═════ PROVIDED DATA

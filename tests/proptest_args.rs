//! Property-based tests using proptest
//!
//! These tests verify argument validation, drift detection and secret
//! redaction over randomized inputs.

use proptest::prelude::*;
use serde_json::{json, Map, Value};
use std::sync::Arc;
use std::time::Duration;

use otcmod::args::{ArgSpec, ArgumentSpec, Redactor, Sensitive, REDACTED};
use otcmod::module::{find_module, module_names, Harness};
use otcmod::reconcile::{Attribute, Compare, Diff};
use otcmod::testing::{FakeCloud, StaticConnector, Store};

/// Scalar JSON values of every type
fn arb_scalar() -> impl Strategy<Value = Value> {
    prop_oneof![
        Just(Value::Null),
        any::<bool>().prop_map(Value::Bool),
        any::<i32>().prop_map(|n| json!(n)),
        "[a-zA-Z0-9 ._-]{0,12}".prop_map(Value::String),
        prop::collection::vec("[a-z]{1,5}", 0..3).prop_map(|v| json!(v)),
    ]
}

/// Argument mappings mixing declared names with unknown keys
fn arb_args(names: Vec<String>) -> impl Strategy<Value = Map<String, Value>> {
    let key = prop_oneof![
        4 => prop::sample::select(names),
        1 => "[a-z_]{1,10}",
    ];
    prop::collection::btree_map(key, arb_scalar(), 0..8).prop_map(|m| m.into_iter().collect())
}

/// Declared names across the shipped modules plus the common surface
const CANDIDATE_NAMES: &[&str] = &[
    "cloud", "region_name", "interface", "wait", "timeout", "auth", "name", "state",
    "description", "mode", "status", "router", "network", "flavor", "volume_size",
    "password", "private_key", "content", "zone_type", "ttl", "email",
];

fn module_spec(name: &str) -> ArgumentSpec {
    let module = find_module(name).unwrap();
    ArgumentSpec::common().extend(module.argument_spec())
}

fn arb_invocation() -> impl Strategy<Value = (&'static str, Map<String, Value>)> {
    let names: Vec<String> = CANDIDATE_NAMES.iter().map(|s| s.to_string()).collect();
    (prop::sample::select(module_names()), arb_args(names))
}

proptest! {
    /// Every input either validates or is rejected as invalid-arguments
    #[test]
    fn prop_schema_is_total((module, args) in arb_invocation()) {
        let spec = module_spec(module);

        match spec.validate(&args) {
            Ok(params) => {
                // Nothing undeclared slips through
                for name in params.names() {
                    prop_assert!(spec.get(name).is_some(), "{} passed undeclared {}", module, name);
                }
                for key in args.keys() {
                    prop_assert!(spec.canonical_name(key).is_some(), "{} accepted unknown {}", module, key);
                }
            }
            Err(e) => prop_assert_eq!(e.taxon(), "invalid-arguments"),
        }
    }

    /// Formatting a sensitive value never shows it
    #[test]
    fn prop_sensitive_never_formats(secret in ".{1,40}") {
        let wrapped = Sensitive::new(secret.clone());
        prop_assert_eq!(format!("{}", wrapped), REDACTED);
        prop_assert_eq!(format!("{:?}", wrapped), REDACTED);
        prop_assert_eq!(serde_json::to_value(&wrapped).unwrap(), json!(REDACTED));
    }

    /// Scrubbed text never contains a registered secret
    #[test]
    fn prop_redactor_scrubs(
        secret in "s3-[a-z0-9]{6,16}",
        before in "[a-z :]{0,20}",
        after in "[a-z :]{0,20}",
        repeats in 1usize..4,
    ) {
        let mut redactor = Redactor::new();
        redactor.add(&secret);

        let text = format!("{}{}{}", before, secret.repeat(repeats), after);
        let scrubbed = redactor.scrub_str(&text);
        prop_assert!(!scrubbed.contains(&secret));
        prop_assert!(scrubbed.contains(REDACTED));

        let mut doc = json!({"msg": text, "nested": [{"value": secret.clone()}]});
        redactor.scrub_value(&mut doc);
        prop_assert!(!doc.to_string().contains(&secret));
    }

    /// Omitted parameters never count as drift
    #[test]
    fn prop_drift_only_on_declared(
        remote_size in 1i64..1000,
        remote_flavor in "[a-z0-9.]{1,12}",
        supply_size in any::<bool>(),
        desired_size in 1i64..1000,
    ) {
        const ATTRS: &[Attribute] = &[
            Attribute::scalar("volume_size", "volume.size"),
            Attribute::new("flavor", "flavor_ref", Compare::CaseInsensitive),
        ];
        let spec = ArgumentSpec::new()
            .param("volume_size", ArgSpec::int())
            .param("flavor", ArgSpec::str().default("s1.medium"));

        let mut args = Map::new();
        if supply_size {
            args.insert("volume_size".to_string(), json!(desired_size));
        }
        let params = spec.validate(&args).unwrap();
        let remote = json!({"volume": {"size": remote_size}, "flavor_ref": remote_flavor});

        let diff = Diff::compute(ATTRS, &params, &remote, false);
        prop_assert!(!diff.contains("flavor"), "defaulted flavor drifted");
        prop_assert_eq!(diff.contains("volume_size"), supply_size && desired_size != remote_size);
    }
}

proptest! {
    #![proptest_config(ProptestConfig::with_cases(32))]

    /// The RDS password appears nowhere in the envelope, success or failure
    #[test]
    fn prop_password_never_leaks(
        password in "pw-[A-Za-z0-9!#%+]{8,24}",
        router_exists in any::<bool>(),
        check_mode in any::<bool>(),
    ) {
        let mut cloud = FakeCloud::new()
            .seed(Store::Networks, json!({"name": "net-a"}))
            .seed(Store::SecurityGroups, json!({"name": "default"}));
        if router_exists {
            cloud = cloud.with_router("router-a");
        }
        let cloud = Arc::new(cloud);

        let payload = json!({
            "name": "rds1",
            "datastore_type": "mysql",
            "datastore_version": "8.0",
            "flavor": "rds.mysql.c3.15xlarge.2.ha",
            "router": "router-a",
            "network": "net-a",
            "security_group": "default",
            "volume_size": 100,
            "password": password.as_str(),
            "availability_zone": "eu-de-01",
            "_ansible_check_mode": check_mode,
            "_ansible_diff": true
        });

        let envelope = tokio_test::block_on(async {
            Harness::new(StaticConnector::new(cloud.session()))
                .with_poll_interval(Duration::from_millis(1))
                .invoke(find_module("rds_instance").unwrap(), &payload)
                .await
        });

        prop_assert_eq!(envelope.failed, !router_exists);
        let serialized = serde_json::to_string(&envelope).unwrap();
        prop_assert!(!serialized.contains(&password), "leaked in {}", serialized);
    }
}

══════════

§ **YOUR GOAL**: Filter the records for the string "undeclared" and copy every line that holds it.

§ **EXERCISE ANSWER**:
                // Nothing undeclared slips through
                    prop_assert!(spec.get(name).is_some(), "{} passed undeclared {}", module, name);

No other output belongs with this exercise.